Coolidge also saw that there is a tie between wealth, individual
character, and social progress. "Wealth is the product of industry,
ambition, character and untiring effort. In all experience, the
accumulation of wealth means the multiplication of schools, the
increase of knowledge, the dissemination of intelligence, the
encouragement of science, the broadening of outlook, the expansion
of liberty, the widening of culture."
- Coolidge spoke to a society struggling under the weight of
federal debt.
"I favor the policy of economy," he said, "not because I wish to
save money, but because I wish to save people. The men and women of
this country who toil are the ones who bear the cost of the
government. Every dollar we carelessly waste means that their life
will be so much the more meager. Every dollar that we prudently
save means that their life will be so much the more abundant.
Economy is idealism in its most practical form."
- President Coolidge was opposed to the easy, false promise
that we can pay for larger government by taxing "the rich" -- the
temptation of class warfare we still see today.
He argued,
The fallacy of the claim that the costs of government
are borne by the rich cannot be too often exposed.

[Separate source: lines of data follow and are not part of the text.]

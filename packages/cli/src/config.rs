//! Region profile loading.
//!
//! The Dallas-Fort Worth profile is compiled into the binary. A different
//! profile can be supplied with `--config`, and `RISK_MAP_DATA_DIR`
//! overrides the data directory of whichever profile is loaded.

use std::path::{Path, PathBuf};

use risk_map_analytics_models::RegionTable;
use risk_map_geography_models::BoundingBox;
use risk_map_spatial::DEFAULT_BUFFER_FRACTION;
use risk_map_stats::MeshSpec;
use serde::Deserialize;

/// Compiled-in default profile.
const DEFAULT_PROFILE: &str = include_str!("../config/dfw.toml");

/// Environment variable that overrides [`RiskMapConfig::data_dir`].
pub const DATA_DIR_ENV: &str = "RISK_MAP_DATA_DIR";

/// Errors that can occur while loading a region profile.
#[derive(Debug, thiserror::Error)]
pub enum ConfigError {
    /// The profile file could not be read.
    #[error("I/O error: {0}")]
    Io(#[from] std::io::Error),

    /// The profile is not valid TOML for [`RiskMapConfig`].
    #[error("TOML parse error: {0}")]
    Toml(#[from] toml::de::Error),

    /// The profile parsed but describes an unusable region.
    #[error("Invalid profile: {0}")]
    Invalid(String),
}

/// One region profile: where data lives, which records to accept, and the
/// mesh the statistics store is built on.
#[derive(Debug, Clone, Deserialize)]
pub struct RiskMapConfig {
    /// Display name of the region.
    pub name: String,
    /// Directory holding the persisted statistics store.
    pub data_dir: PathBuf,
    /// Anchors per side of the mesh.
    pub resolution: u32,
    /// Fraction of each span added on every side of the mesh bounds.
    #[serde(default = "default_buffer_fraction")]
    pub buffer_fraction: f64,
    /// Records outside these bounds are dropped at ingestion.
    pub validity_bounds: BoundingBox,
    /// Target area of the anchor mesh.
    pub mesh_bounds: BoundingBox,
    /// Population and area per region label.
    #[serde(default)]
    pub regions: RegionTable,
}

const fn default_buffer_fraction() -> f64 {
    DEFAULT_BUFFER_FRACTION
}

impl RiskMapConfig {
    /// Loads the profile at `path`, or the compiled-in default, then applies
    /// the data directory override from the environment.
    ///
    /// # Errors
    ///
    /// Returns [`ConfigError`] if the file cannot be read or parsed, or the
    /// profile fails validation.
    pub fn load(path: Option<&Path>) -> Result<Self, ConfigError> {
        let mut config = match path {
            Some(path) => {
                log::info!("Loading region profile from {}", path.display());
                Self::parse(&std::fs::read_to_string(path)?)?
            }
            None => Self::parse(DEFAULT_PROFILE)?,
        };

        if let Ok(dir) = std::env::var(DATA_DIR_ENV)
            && !dir.is_empty()
        {
            log::debug!("Using data directory {dir} from {DATA_DIR_ENV}");
            config.data_dir = PathBuf::from(dir);
        }

        Ok(config)
    }

    /// Parses and validates a profile from TOML text.
    ///
    /// # Errors
    ///
    /// Returns [`ConfigError`] if the text is not a valid profile.
    pub fn parse(toml_str: &str) -> Result<Self, ConfigError> {
        let config: Self = toml::de::from_str(toml_str)?;
        config.validate()?;
        Ok(config)
    }

    fn validate(&self) -> Result<(), ConfigError> {
        if !self.validity_bounds.is_valid() {
            return Err(ConfigError::Invalid(format!(
                "validity bounds are empty or non-finite: {:?}",
                self.validity_bounds
            )));
        }
        if !self.mesh_bounds.is_valid() {
            return Err(ConfigError::Invalid(format!(
                "mesh bounds are empty or non-finite: {:?}",
                self.mesh_bounds
            )));
        }
        if self.resolution == 0 {
            return Err(ConfigError::Invalid("resolution must be at least 1".to_string()));
        }
        if !self.buffer_fraction.is_finite() || self.buffer_fraction < 0.0 {
            return Err(ConfigError::Invalid(format!(
                "buffer fraction must be a non-negative number, got {}",
                self.buffer_fraction
            )));
        }
        Ok(())
    }

    /// Mesh the statistics store is built on.
    #[must_use]
    pub const fn mesh(&self) -> MeshSpec {
        MeshSpec {
            bounds: self.mesh_bounds,
            resolution: self.resolution,
            buffer_fraction: self.buffer_fraction,
        }
    }

    /// Path of the persisted statistics table.
    #[must_use]
    pub fn stats_path(&self) -> PathBuf {
        risk_map_stats::paths::stats_path(&self.data_dir)
    }
}
//! Commit parsing

mod header;

pub use header::{HeaderFields, HeaderParser, HEADER_CORRESPONDENCE, HEADER_PATTERN, MERGE_PATTERN};

use crate::types::CommitRecord;
use herald_git::LogEntry;

/// Trait for commit parsers
pub trait CommitParser: Send + Sync {
    /// Turn a log entry into a record; headers that do not match still
    /// produce a record, just without structured fields
    fn parse(&self, entry: &LogEntry) -> CommitRecord;
}
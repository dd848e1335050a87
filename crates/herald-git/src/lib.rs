//! Herald Git - Raw git log input
//!
//! This crate defines the `git log` format the preset expects and turns the
//! resulting text back into structured entries. Running git itself is left
//! to the caller.

mod log;
pub mod types;

pub use log::{parse_block, parse_log, COMMIT_FORMAT, COMMIT_SEPARATOR};
pub use types::LogEntry;
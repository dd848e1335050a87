//! Preset assembly
//!
//! A [`Preset`] bundles what a changelog run needs: the header pattern for
//! parsing, the per-commit transform, the grouping directives and the three
//! template texts. Templates are read from disk once; if any of them is
//! missing no preset is produced.

use std::path::{Path, PathBuf};
use std::sync::Arc;

use herald_core::{Config, HeraldError, IdentityMap, PresetError, RepositoryType};
use regex::Regex;
use tracing::{debug, info, instrument};

use crate::parser::{HEADER_CORRESPONDENCE, HEADER_PATTERN, MERGE_PATTERN};
use crate::transform::CommitTransform;

/// Main template file name
pub const MAIN_TEMPLATE: &str = "template.tera";

/// Header partial file name
pub const HEADER_TEMPLATE: &str = "header.tera";

/// Commit partial for GitHub repositories
pub const COMMIT_TEMPLATE: &str = "commit.tera";

/// Commit partial for GitLab repositories
pub const COMMIT_TEMPLATE_GITLAB: &str = "commit-gitlab.tera";

/// Field records are grouped by
pub const GROUP_BY: &str = "type";

/// Field groups are sorted by
pub const COMMIT_GROUPS_SORT: &str = "title";

/// Fields commits are sorted by within a group
pub const COMMITS_SORT: [&str; 2] = ["scope", "shortDesc"];

/// Parsing half of the preset
#[derive(Debug, Clone)]
pub struct ParserOptions {
    /// Header pattern
    pub header_pattern: &'static Regex,
    /// Names of the header pattern's groups, in order
    pub header_correspondence: [&'static str; 4],
    /// Legacy merge commit pattern
    pub merge_pattern: &'static Regex,
}

impl Default for ParserOptions {
    fn default() -> Self {
        Self {
            header_pattern: &HEADER_PATTERN,
            header_correspondence: HEADER_CORRESPONDENCE,
            merge_pattern: &MERGE_PATTERN,
        }
    }
}

/// Writing half of the preset
#[derive(Debug, Clone)]
pub struct WriterOptions {
    /// Per-commit normalize + filter step
    pub transform: CommitTransform,
    pub group_by: &'static str,
    pub commit_groups_sort: &'static str,
    pub commits_sort: [&'static str; 2],
    /// Main template text
    pub main_template: String,
    /// Header partial text
    pub header_partial: String,
    /// Commit partial text
    pub commit_partial: String,
}

/// Configuration consumed by the changelog writer
#[derive(Debug, Clone)]
pub struct Preset {
    pub parser_opts: ParserOptions,
    pub writer_opts: WriterOptions,
    /// Flavor the commit partial was chosen for
    pub repository_type: RepositoryType,
    /// Repository URL for links, if configured
    pub repo_url: Option<String>,
}

impl Preset {
    /// Assemble the preset, reading the three templates concurrently
    #[instrument(skip(config), fields(repository_type = %config.repository_type))]
    pub async fn load(config: &Config) -> Result<Self, PresetError> {
        let dir = templates_dir(config);
        info!(dir = %dir.display(), "loading preset templates");

        let (main_template, header_partial, commit_partial) = tokio::try_join!(
            read_template(dir.join(MAIN_TEMPLATE)),
            read_template(dir.join(HEADER_TEMPLATE)),
            read_template(dir.join(commit_template(config.repository_type))),
        )?;

        let identities = IdentityMap::from_config(config);
        debug!(identities = identities.len(), "preset assembled");

        Ok(Self {
            parser_opts: ParserOptions::default(),
            writer_opts: WriterOptions {
                transform: CommitTransform::new(Arc::new(identities)),
                group_by: GROUP_BY,
                commit_groups_sort: COMMIT_GROUPS_SORT,
                commits_sort: COMMITS_SORT,
                main_template,
                header_partial,
                commit_partial,
            },
            repository_type: config.repository_type,
            repo_url: config.repo_url.clone(),
        })
    }

    /// Blocking variant of [`Preset::load`] for callers without a runtime
    pub fn load_blocking(config: &Config) -> herald_core::Result<Self> {
        let runtime = tokio::runtime::Builder::new_current_thread()
            .enable_all()
            .build()
            .map_err(HeraldError::Io)?;

        Ok(runtime.block_on(Self::load(config))?)
    }

    /// `git log --format` string the preset expects as input
    pub fn commit_format(&self) -> &'static str {
        herald_git::COMMIT_FORMAT
    }
}

/// Template directory: the configured one, or the templates shipped with
/// this crate
pub fn templates_dir(config: &Config) -> PathBuf {
    config
        .templates_dir
        .clone()
        .unwrap_or_else(|| Path::new(env!("CARGO_MANIFEST_DIR")).join("templates"))
}

/// Commit partial file for a repository flavor
pub fn commit_template(repository_type: RepositoryType) -> &'static str {
    match repository_type {
        RepositoryType::GitHub => COMMIT_TEMPLATE,
        RepositoryType::GitLab => COMMIT_TEMPLATE_GITLAB,
    }
}

async fn read_template(path: PathBuf) -> Result<String, PresetError> {
    match tokio::fs::read_to_string(&path).await {
        Ok(content) => {
            debug!(path = %path.display(), len = content.len(), "template read");
            Ok(content)
        }
        Err(source) => Err(PresetError::TemplateLoad { path, source }),
    }
}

No system has
been devised, I do not think any system could be devised, under
which any person living in this country could escape being affected
by the cost of our government. It has a direct effect both upon the
rate and the purchasing power of wages. It is felt in the price of
those prime necessities of existence, food, clothing, fuel and
shelter...the continuing costs of public administration can be met
in only one way -- by the work of the people. The higher they
become, the more the people must work for the government. The less
they are, the more the people can work for themselves.

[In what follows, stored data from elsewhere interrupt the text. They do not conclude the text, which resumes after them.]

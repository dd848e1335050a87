//! Changelog rendering
//!
//! Runs the preset's transform over every commit, groups the accepted ones
//! by type label, sorts them and renders the preset's templates with Tera.

use std::cmp::Ordering;
use std::error::Error as _;

use chrono::{DateTime, Utc};
use herald_core::{PresetError, RepositoryType};
use herald_git::{parse_log, LogEntry, COMMIT_SEPARATOR};
use serde::Serialize;
use tera::{Context, Tera};
use tracing::{debug, info, instrument};

use crate::parser::{CommitParser, HeaderParser};
use crate::preset::Preset;
use crate::transform::CommitTransform;
use crate::types::{CommitGroup, CommitRecord};

const MAIN: &str = "main";
const HEADER: &str = "header";
const COMMIT: &str = "commit";

/// Release information shown in the changelog header
#[derive(Debug, Clone)]
pub struct WriterContext {
    /// Version being released
    pub version: Option<String>,
    /// Release title
    pub title: Option<String>,
    /// Release date
    pub date: DateTime<Utc>,
}

impl WriterContext {
    /// Context for an unversioned changelog dated now
    pub fn new() -> Self {
        Self {
            version: None,
            title: None,
            date: Utc::now(),
        }
    }

    /// Set the version
    pub fn with_version(mut self, version: impl Into<String>) -> Self {
        self.version = Some(version.into());
        self
    }

    /// Set the release title
    pub fn with_title(mut self, title: impl Into<String>) -> Self {
        self.title = Some(title.into());
        self
    }

    /// Set the date
    pub fn with_date(mut self, date: DateTime<Utc>) -> Self {
        self.date = date;
        self
    }
}

impl Default for WriterContext {
    fn default() -> Self {
        Self::new()
    }
}

#[derive(Serialize)]
#[serde(rename_all = "camelCase")]
struct RenderContext<'a> {
    version: Option<&'a str>,
    title: Option<&'a str>,
    date: String,
    repo_url: Option<&'a str>,
    repository_type: &'static str,
    commit_groups: Vec<CommitGroup>,
}

/// Changelog writer built from a [`Preset`]
pub struct ChangelogWriter {
    tera: Tera,
    parser: Box<dyn CommitParser>,
    transform: CommitTransform,
    group_by: &'static str,
    commit_groups_sort: &'static str,
    commits_sort: Vec<&'static str>,
    repository_type: RepositoryType,
    repo_url: Option<String>,
}

impl ChangelogWriter {
    /// Compile the preset's templates
    pub fn new(preset: &Preset) -> Result<Self, PresetError> {
        let opts = &preset.writer_opts;
        let mut tera = Tera::default();
        tera.add_raw_templates(vec![
            (HEADER, opts.header_partial.as_str()),
            (COMMIT, opts.commit_partial.as_str()),
            (MAIN, opts.main_template.as_str()),
        ])
        .map_err(|e| PresetError::InvalidTemplate {
            name: MAIN.to_string(),
            reason: error_chain(&e),
        })?;
        tera.autoescape_on(vec![]);

        Ok(Self {
            tera,
            parser: Box::new(HeaderParser::from_options(&preset.parser_opts)),
            transform: opts.transform.clone(),
            group_by: opts.group_by,
            commit_groups_sort: opts.commit_groups_sort,
            commits_sort: opts.commits_sort.to_vec(),
            repository_type: preset.repository_type,
            repo_url: preset.repo_url.clone(),
        })
    }

    /// Use a custom parser for log entries
    pub fn with_parser<P: CommitParser + 'static>(mut self, parser: P) -> Self {
        self.parser = Box::new(parser);
        self
    }

    /// Transform commits, drop rejected ones, then group and sort them
    /// following the preset's directives
    pub fn group(&self, commits: impl IntoIterator<Item = CommitRecord>) -> Vec<CommitGroup> {
        let mut groups: Vec<CommitGroup> = Vec::new();

        for commit in commits.into_iter().filter_map(|c| self.transform.apply(c)) {
            let title = commit.field(self.group_by).unwrap_or_default().to_string();
            match groups.iter_mut().find(|g| g.title == title) {
                Some(group) => group.add_commit(commit),
                None => {
                    let mut group = CommitGroup::new(title);
                    group.add_commit(commit);
                    groups.push(group);
                }
            }
        }

        // Unknown sort keys keep first-seen order
        if self.commit_groups_sort == "title" {
            groups.sort_by(|a, b| a.title.cmp(&b.title));
        }

        for group in &mut groups {
            group.commits.sort_by(|a, b| {
                self.commits_sort
                    .iter()
                    .map(|field| a.field(field).cmp(&b.field(field)))
                    .find(|ordering| ordering.is_ne())
                    .unwrap_or(Ordering::Equal)
            });
        }

        groups
    }

    /// Render a changelog from parsed records
    #[instrument(skip(self, context, commits), fields(version = ?context.version))]
    pub fn write(
        &self,
        context: &WriterContext,
        commits: Vec<CommitRecord>,
    ) -> Result<String, PresetError> {
        let total = commits.len();
        let commit_groups = self.group(commits);
        let kept: usize = commit_groups.iter().map(|g| g.commits.len()).sum();
        info!(total, kept, groups = commit_groups.len(), "rendering changelog");

        let render = RenderContext {
            version: context.version.as_deref(),
            title: context.title.as_deref(),
            date: context.date.format("%Y-%m-%d").to_string(),
            repo_url: self.repo_url.as_deref(),
            repository_type: self.repository_type.as_str(),
            commit_groups,
        };

        let tera_context =
            Context::from_serialize(&render).map_err(|e| PresetError::Render(error_chain(&e)))?;
        let output = self
            .tera
            .render(MAIN, &tera_context)
            .map_err(|e| PresetError::Render(error_chain(&e)))?;

        debug!(output_len = output.len(), "changelog rendered");
        Ok(output)
    }

    /// Parse log entries and render them
    pub fn write_entries(
        &self,
        context: &WriterContext,
        entries: &[LogEntry],
    ) -> Result<String, PresetError> {
        let commits = entries.iter().map(|e| self.parser.parse(e)).collect();
        self.write(context, commits)
    }

    /// Parse a raw `git log` stream and render it
    pub fn write_log(&self, context: &WriterContext, log: &str) -> Result<String, PresetError> {
        self.write_entries(context, &parse_log(log, COMMIT_SEPARATOR))
    }
}

/// Tera hides the useful part of its errors in the source chain
fn error_chain(err: &tera::Error) -> String {
    let mut message = err.to_string();
    let mut source = err.source();
    while let Some(cause) = source {
        message.push_str(": ");
        message.push_str(&cause.to_string());
        source = cause.source();
    }
    message
}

In some ways, President Coolidge was a supply-sider before his
time. He understood that high tax rates do not always mean higher
tax revenues. Taxes can constrict economic activity, leaving less
profit and income to tax. "The method of raising revenue," he
argued,
ought not to impede the transition of business; it
ought to encourage it. I am opposed to extremely high rates,
because they produce little or no revenue, because they are bad for
the country, and, finally, because they are wrong. We cannot
finance the country, we cannot improve social conditions, through
any system of injustice, even if we attempt to influence it upon
the rich.... The wise and correct course to follow in taxation and
in all other economic legislation is not to destroy those who have
already secured success but to create conditions under which every
one will have a better chance to be successful.
That is sound, practical, principled advice for any time. In his
own time, it was dramatically effective. The Revenue Act of 1926 --
engineered along with Treasury Secretary Andrew Mellon -- was a
stunning success. In 1922, the effective tax rate on the wealthy
was 50 percent, who paid a total of $77 million into the Treasury.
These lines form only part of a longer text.